» Task input:

──────

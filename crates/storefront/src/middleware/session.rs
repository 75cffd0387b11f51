//! Session middleware configuration.
//!
//! Sets up `PostgreSQL`-backed sessions using tower-sessions. The session
//! holds the signed-in user's backend tokens; the cookie only carries the
//! session id.

use sqlx::PgPool;
use tower_sessions::{Expiry, SessionManagerLayer, SessionStore};
use tower_sessions_sqlx_store::PostgresStore;

use crate::config::StorefrontConfig;

/// Session cookie name.
pub const SESSION_COOKIE_NAME: &str = "shophub_session";

/// Session expiry time in seconds (7 days).
const SESSION_EXPIRY_SECONDS: i64 = 7 * 24 * 60 * 60;

/// Create the `PostgreSQL` session store.
///
/// The sessions table must be created beforehand (`shophub-cli migrate sessions`).
#[must_use]
pub fn postgres_store(pool: &PgPool) -> PostgresStore {
    PostgresStore::new(pool.clone())
}

/// Create the session layer over `store`.
///
/// # Arguments
///
/// * `store` - Session store (`PostgreSQL` in production)
/// * `config` - Storefront configuration (HTTPS decides the `Secure` flag)
#[must_use]
pub fn create_session_layer<S>(store: S, config: &StorefrontConfig) -> SessionManagerLayer<S>
where
    S: SessionStore + Clone,
{
    SessionManagerLayer::new(store)
        .with_name(SESSION_COOKIE_NAME)
        .with_expiry(Expiry::OnInactivity(
            tower_sessions::cookie::time::Duration::seconds(SESSION_EXPIRY_SECONDS),
        ))
        .with_secure(config.is_https())
        .with_same_site(tower_sessions::cookie::SameSite::Lax)
        .with_http_only(true)
        .with_path("/")
}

──────

» What needs to be done:
A complete answer lists every line of the listing above that holds the word "SessionStore".

» Exercise result:
use tower_sessions::{Expiry, SessionManagerLayer, SessionStore};
    S: SessionStore + Clone,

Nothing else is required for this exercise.